Num Pang is a favorite of mine, so it was only a matter of time before I brought my foodie friend Derek along. Num Pang means “bread” or “sandwich” in Cambodian, and is most similar to a Vietnamese banh mi with Cambodian themes. They take it a step further by creatively mixing top-quality, local ingredients to achieve an impressive selection of sandwiches. Apparently I’ve been here often enough for the girl to recognize me, and I’d have chatted with her were it not for the long, but fast-moving, line. Derek and I ordered a Five-Spice Glazed Pork Belly ($7.75) and a Hoisin Veal Meatballs ($7.00). I wasn’t leaving without a Blood Orange Lemonade ($2.50), and convinced Derek to grab one too.

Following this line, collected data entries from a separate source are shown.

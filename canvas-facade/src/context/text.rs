//! Text drawing for Canvas.
//!
//! Text is shaped with cosmic-text and each glyph outline is turned into a
//! tiny-skia path, so fills, strokes, gradients, patterns and clipping behave
//! exactly as they do for ordinary paths.

use super::Canvas;
use crate::font::{Font, FontFamily, TextAlign, TextBaseline, TextMetrics};
use cosmic_text::{
    Attrs, Buffer, CacheKeyFlags, Command, Family, FontSystem, Metrics, Shaping, Style, Weight,
};
use tiny_skia::{FillRule, PathBuilder, Transform};

impl Canvas {
    /// Set the font. Fonts with a non-finite or non-positive size are ignored.
    pub fn set_font(&mut self, font: Font) {
        if font.size_px.is_finite() && font.size_px > 0.0 {
            log::debug!(target: "canvas", "font {}", font);
            self.state.font = font;
        } else {
            log::warn!(target: "canvas", "ignoring font size {}", font.size_px);
        }
    }

    pub fn font(&self) -> &Font {
        &self.state.font
    }

    pub fn set_text_align(&mut self, align: TextAlign) {
        self.state.text_align = align;
    }

    pub fn text_align(&self) -> TextAlign {
        self.state.text_align
    }

    pub fn set_text_baseline(&mut self, baseline: TextBaseline) {
        self.state.text_baseline = baseline;
    }

    pub fn text_baseline(&self) -> TextBaseline {
        self.state.text_baseline
    }

    /// Measure text with the current font.
    pub fn measure_text(&mut self, text: &str) -> TextMetrics {
        let buffer = self.shape_text(text);
        let (width, ascent, descent) = line_extents(&buffer, self.state.font.size_px);
        TextMetrics {
            width,
            ascent,
            descent,
        }
    }

    /// Fill text with the fill style, anchored at `(x, y)`.
    pub fn fill_text(&mut self, text: &str, x: f32, y: f32) {
        log::debug!(target: "canvas", "fillText \"{}\" {} {}", text, x, y);
        self.draw_text(text, x, y, true);
    }

    /// Stroke text outlines with the stroke style and line settings.
    pub fn stroke_text(&mut self, text: &str, x: f32, y: f32) {
        log::debug!(target: "canvas", "strokeText \"{}\" {} {}", text, x, y);
        self.draw_text(text, x, y, false);
    }

    fn shape_text(&mut self, text: &str) -> Buffer {
        let font = &self.state.font;
        let metrics = Metrics::new(font.size_px, font.size_px * 1.2);
        let mut buffer = Buffer::new(&mut self.font_system, metrics);

        // Hinting off, matching how vector renderers place glyph outlines.
        let attrs = Attrs::new()
            .family(resolve_family(&self.font_system, &font.family))
            .weight(Weight(font.weight))
            .style(if font.italic {
                Style::Italic
            } else {
                Style::Normal
            })
            .cache_key_flags(CacheKeyFlags::DISABLE_HINTING);

        buffer.set_text(&mut self.font_system, text, &attrs, Shaping::Advanced, None);
        buffer.shape_until_scroll(&mut self.font_system, false);
        buffer
    }

    fn draw_text(&mut self, text: &str, x: f32, y: f32, fill: bool) {
        if !(x.is_finite() && y.is_finite()) {
            return;
        }
        let buffer = self.shape_text(text);
        let (width, ascent, descent) = line_extents(&buffer, self.state.font.size_px);
        let base_x = x + self.state.text_align.offset(width);
        let base_y = y + self.state.text_baseline.offset(ascent, descent);
        let transform: Transform = self.state.transform.into();

        // All glyphs go into one device-space path, like the current path.
        let mut outlines = PathBuilder::new();
        for run in buffer.layout_runs() {
            for glyph in run.glyphs.iter() {
                let physical = glyph.physical((base_x, base_y), 1.0);
                let Some(commands) = self
                    .swash_cache
                    .get_outline_commands(&mut self.font_system, physical.cache_key)
                else {
                    continue;
                };
                let glyph_x = base_x + glyph.x + glyph.font_size * glyph.x_offset;
                let glyph_y = base_y + glyph.y - glyph.font_size * glyph.y_offset;
                let placement = Transform::from_translate(glyph_x, glyph_y).post_concat(transform);
                if let Some(path) = glyph_path(commands).and_then(|p| p.transform(placement)) {
                    outlines.push_path(&path);
                }
            }
        }
        let Some(path) = outlines.finish() else {
            return;
        };

        if fill {
            let style = self.state.fill_style.clone();
            self.with_paint_from_style(&style, |ctx, paint, mask| {
                ctx.pixmap
                    .fill_path(&path, paint, FillRule::Winding, Transform::identity(), mask);
            });
        } else {
            let stroke = tiny_skia::Stroke {
                width: self.state.line_width * self.state.transform.mean_scale(),
                line_cap: self.state.line_cap.into(),
                line_join: self.state.line_join.into(),
                miter_limit: self.state.miter_limit,
                dash: None,
            };
            let style = self.state.stroke_style.clone();
            self.with_paint_from_style(&style, |ctx, paint, mask| {
                ctx.pixmap
                    .stroke_path(&path, paint, &stroke, Transform::identity(), mask);
            });
        }
    }
}

/// Map a requested family to a cosmic-text family, falling back to
/// sans-serif for names no loaded face carries.
fn resolve_family<'a>(font_system: &FontSystem, family: &'a FontFamily) -> Family<'a> {
    match family {
        FontFamily::SansSerif => Family::SansSerif,
        FontFamily::Serif => Family::Serif,
        FontFamily::Monospace => Family::Monospace,
        FontFamily::Named(name) => {
            let installed = font_system
                .db()
                .faces()
                .any(|face| face.families.iter().any(|(family, _)| family == name));
            if installed {
                Family::Name(name)
            } else {
                log::debug!(target: "canvas", "font family {} not found, using sans-serif", name);
                Family::SansSerif
            }
        }
    }
}

/// Width, ascent and descent of the shaped text. Ascent and descent fall back
/// to 0.8 and 0.2 of the em size when nothing was laid out.
fn line_extents(buffer: &Buffer, size_px: f32) -> (f32, f32, f32) {
    let mut width: f32 = 0.0;
    let mut ascent: f32 = 0.0;
    let mut descent: f32 = 0.0;
    for run in buffer.layout_runs() {
        width = width.max(run.line_w);
        ascent = ascent.max(run.line_y - run.line_top);
        descent = descent.max(run.line_top + run.line_height - run.line_y);
    }
    if ascent == 0.0 && descent == 0.0 {
        ascent = size_px * 0.8;
        descent = size_px * 0.2;
    }
    (width, ascent, descent)
}

/// Glyph outline as a path. Font units point up, so y is negated.
fn glyph_path(commands: &[Command]) -> Option<tiny_skia::Path> {
    let mut pb = PathBuilder::new();
    for cmd in commands {
        match cmd {
            Command::MoveTo(p) => pb.move_to(p.x, -p.y),
            Command::LineTo(p) => pb.line_to(p.x, -p.y),
            Command::QuadTo(ctrl, end) => pb.quad_to(ctrl.x, -ctrl.y, end.x, -end.y),
            Command::CurveTo(c1, c2, end) => pb.cubic_to(c1.x, -c1.y, c2.x, -c2.y, end.x, -end.y),
            Command::Close => pb.close(),
        }
    }
    pb.finish()
}

#[cfg(test)]
mod tests {
    use super::*;
    use crate::color::ColorRgba;
    use crate::geometry::RectParams;

    fn text_canvas(width: u32, height: u32) -> Canvas {
        Canvas::builder(width, height).background(None).build().unwrap()
    }

    /// Text tests need at least one installed face.
    fn has_fonts(ctx: &Canvas) -> bool {
        let installed = ctx.font_system.db().len() > 0;
        if !installed {
            eprintln!("no fonts installed, skipping text pixel checks");
        }
        installed
    }

    /// Bounding box (x0, y0, x1, y1) of pixels with non-zero alpha.
    fn inked_bounds(ctx: &Canvas) -> Option<(u32, u32, u32, u32)> {
        let data = ctx.get_image_data(0, 0, ctx.width(), ctx.height()).unwrap();
        let mut bounds: Option<(u32, u32, u32, u32)> = None;
        for y in 0..ctx.height() {
            for x in 0..ctx.width() {
                if data.pixel(x, y).is_some_and(|p| p[3] > 0) {
                    bounds = Some(match bounds {
                        None => (x, y, x, y),
                        Some((x0, y0, x1, y1)) => (x0.min(x), y0.min(y), x1.max(x), y1.max(y)),
                    });
                }
            }
        }
        bounds
    }

    fn inked_count(ctx: &Canvas) -> usize {
        ctx.pixmap.pixels().iter().filter(|p| p.alpha() > 0).count()
    }

    #[test]
    fn test_fill_text_draws_above_baseline() {
        let mut ctx = text_canvas(200, 60);
        if !has_fonts(&ctx) {
            return;
        }
        ctx.set_font(Font::new(FontFamily::SansSerif, 20.0));
        ctx.fill_text("Hello", 10.0, 40.0);

        let (x0, y0, x1, y1) = inked_bounds(&ctx).unwrap();
        assert!(x0 >= 9 && x1 < 120, "x range {}..{}", x0, x1);
        assert!(y0 >= 20 && y1 <= 41, "y range {}..{}", y0, y1);
        // Default fill is opaque black.
        assert!(ctx
            .pixmap
            .pixels()
            .iter()
            .any(|p| p.alpha() == 255 && p.red() == 0));
    }

    #[test]
    fn test_stroke_text_uses_stroke_style() {
        let mut ctx = text_canvas(200, 60);
        if !has_fonts(&ctx) {
            return;
        }
        ctx.set_font(Font::new(FontFamily::SansSerif, 30.0));
        ctx.set_stroke_style("#00ff00").unwrap();
        ctx.stroke_text("O", 10.0, 45.0);

        let data = ctx.get_image_data(0, 0, 200, 60).unwrap();
        let (x0, y0, x1, y1) = inked_bounds(&ctx).unwrap();
        // The outline is green and the counter of the O stays empty.
        assert!(data.data().chunks(4).all(|p| p[3] == 0 || (p[0] == 0 && p[2] == 0)));
        let center = data.pixel((x0 + x1) / 2, (y0 + y1) / 2).unwrap();
        assert_eq!(center[3], 0);
    }

    #[test]
    fn test_stroke_inks_less_than_fill() {
        let mut filled = text_canvas(200, 60);
        if !has_fonts(&filled) {
            return;
        }
        let mut stroked = text_canvas(200, 60);
        for ctx in [&mut filled, &mut stroked] {
            ctx.set_font(Font::new(FontFamily::SansSerif, 40.0).bold());
        }
        filled.fill_text("Wide", 5.0, 50.0);
        stroked.stroke_text("Wide", 5.0, 50.0);
        assert!(inked_count(&stroked) > 0);
        assert!(inked_count(&stroked) < inked_count(&filled));
    }

    #[test]
    fn test_empty_text_draws_nothing() {
        let mut ctx = text_canvas(50, 50);
        ctx.fill_text("", 10.0, 30.0);
        ctx.stroke_text("", 10.0, 30.0);
        ctx.fill_text("x", f32::NAN, 30.0);
        assert_eq!(inked_count(&ctx), 0);
    }

    #[test]
    fn test_text_with_gradient_fill() {
        let mut ctx = text_canvas(320, 120);
        if !has_fonts(&ctx) {
            return;
        }
        let mut gradient = ctx.create_linear_gradient(0.0, 0.0, 320.0, 0.0);
        gradient.add_color_stop(0.0, "#ff0000").unwrap();
        gradient.add_color_stop(1.0, "#0000ff").unwrap();
        ctx.set_fill_style_gradient(gradient);
        ctx.set_font(Font::new(FontFamily::SansSerif, 60.0).bold());
        ctx.fill_text("MMMMMMM", 0.0, 90.0);

        let data = ctx.get_image_data(0, 0, 320, 120).unwrap();
        let opaque: Vec<(u32, [u8; 4])> = (0..120)
            .flat_map(|y| (0..320).map(move |x| (x, y)))
            .filter_map(|(x, y)| data.pixel(x, y).map(|p| (x, p)))
            .filter(|(_, p)| p[3] == 255)
            .collect();
        let left = opaque.iter().find(|(x, _)| *x < 60).unwrap().1;
        let right = opaque.iter().rev().find(|(x, _)| *x > 200).unwrap().1;
        assert!(left[0] > left[2], "left {:?}", left);
        assert!(right[2] > right[0], "right {:?}", right);
    }

    #[test]
    fn test_text_follows_transform_and_clip() {
        let mut ctx = text_canvas(200, 100);
        if !has_fonts(&ctx) {
            return;
        }
        ctx.set_font(Font::new(FontFamily::SansSerif, 20.0));
        ctx.translate(100.0, 50.0);
        ctx.fill_text("Hi", 0.0, 0.0);
        let (x0, y0, _, y1) = inked_bounds(&ctx).unwrap();
        assert!(x0 >= 100 && y0 >= 30 && y1 <= 51, "bounds {:?}", (x0, y0, y1));

        let mut clipped = text_canvas(200, 100);
        clipped.set_font(Font::new(FontFamily::SansSerif, 40.0));
        clipped.rect(&RectParams::new(0.0, 0.0, 200.0, 40.0));
        clipped.clip();
        clipped.fill_text("Hello", 10.0, 60.0);
        let (_, _, _, y1) = inked_bounds(&clipped).unwrap();
        assert!(y1 < 40);
    }

    #[test]
    fn test_text_align_center() {
        let mut ctx = text_canvas(200, 60);
        if !has_fonts(&ctx) {
            return;
        }
        ctx.set_font(Font::new(FontFamily::SansSerif, 20.0));
        let width = ctx.measure_text("Center").width;
        assert!(width > 20.0);

        ctx.set_text_align(TextAlign::Center);
        ctx.fill_text("Center", 100.0, 40.0);
        let (x0, _, x1, _) = inked_bounds(&ctx).unwrap();
        let mid = (x0 + x1) as f32 / 2.0;
        assert!((mid - 100.0).abs() < 4.0, "ink centered at {}", mid);
    }

    #[test]
    fn test_measure_text_scales_with_size() {
        let mut ctx = text_canvas(10, 10);
        if !has_fonts(&ctx) {
            return;
        }
        ctx.set_font(Font::new(FontFamily::SansSerif, 10.0));
        let small = ctx.measure_text("Hello World!");
        ctx.set_font(Font::new(FontFamily::SansSerif, 20.0));
        let large = ctx.measure_text("Hello World!");
        assert!(small.width > 0.0);
        assert!((large.width / small.width - 2.0).abs() < 0.1);
        assert!(large.ascent > large.descent);
        assert_eq!(ctx.measure_text("").width, 0.0);
    }

    #[test]
    fn test_font_state_save_restore() {
        let mut ctx = text_canvas(10, 10);
        assert_eq!(*ctx.font(), Font::default());
        ctx.set_font(Font::named("Georgia", 20.0));
        ctx.set_text_align(TextAlign::Right);
        ctx.save();

        ctx.set_font(Font::named("Verdana", 30.0));
        ctx.set_text_baseline(TextBaseline::Top);
        ctx.set_font(Font::new(FontFamily::Serif, 0.0));
        ctx.set_font(Font::new(FontFamily::Serif, f32::NAN));
        assert_eq!(*ctx.font(), Font::named("Verdana", 30.0));

        ctx.restore();
        assert_eq!(*ctx.font(), Font::named("Georgia", 20.0));
        assert_eq!(ctx.text_align(), TextAlign::Right);
        assert_eq!(ctx.text_baseline(), TextBaseline::Alphabetic);
    }

    #[test]
    fn test_unknown_family_falls_back() {
        let mut ctx = text_canvas(200, 60);
        if !has_fonts(&ctx) {
            return;
        }
        ctx.set_font(Font::named("No Such Family 1234", 20.0));
        ctx.set_fill_style_argb(ColorRgba::BLACK.to_argb_u32());
        ctx.fill_text("Fallback", 10.0, 40.0);
        assert!(inked_count(&ctx) > 0);
    }
}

Seating upstairs would be tight, so we moved to Whole Foods to chow down. While taking pictures, I noticed an unusually large amount of the sauce leaking out. My suspicions were confirmed when I took a bite out of the Pork Belly sandwich, tasting more chilli mayo than I should have. Num Pang is known for meaty sandwiches; unfortunately, the generous portions of pork were dry, making it challenge to eat. I suspected it was overcooked, and Derek believed more fat was required. Although I found the cucumber, pickled carrots, and cilantro (included in every sandwich) to be refreshingly crisp, it was overwhelmed by the excessive application of the mayo. The mayo did even more harm by soaking the mini-baguette, ruining the bread from Parisi Bakery.
I had hopes that the Veal Meatball (a longtime favorite) would save me from lunchtime embarrassment. It turned out that the same problems plaguing the Pork Belly were tainting this one. The liberal dose of chilli mayo ended up giving each bite a mushy taste, and I couldn’t taste the jasmine rice, basil, and stewed tomatoes I expected. It seems like a waste to have included the extra ingredients if only to drown them in the homemade chilli mayo. Too much of a good thing really can be a bad idea.
I sadly finished my meal and washed it down with the Blood Orange Lemonade, which is (not surprisingly) consistent in its intensity of tartness. It takes some getting used to and is easy to dislike at first sip. I’ve learned to love it, and so should you.
If it weren’t for the heavy-handedness of whoever put the chilli mayo on, I
feel know the sandwich would have performed better. I will definitely be back, but will probably have trouble with Num Pang’s “no modifications” rule. (Half of their negative reviews are because of this strict policy). The confidence in their sandwiches is warranted: everything is good, just not in the right balance.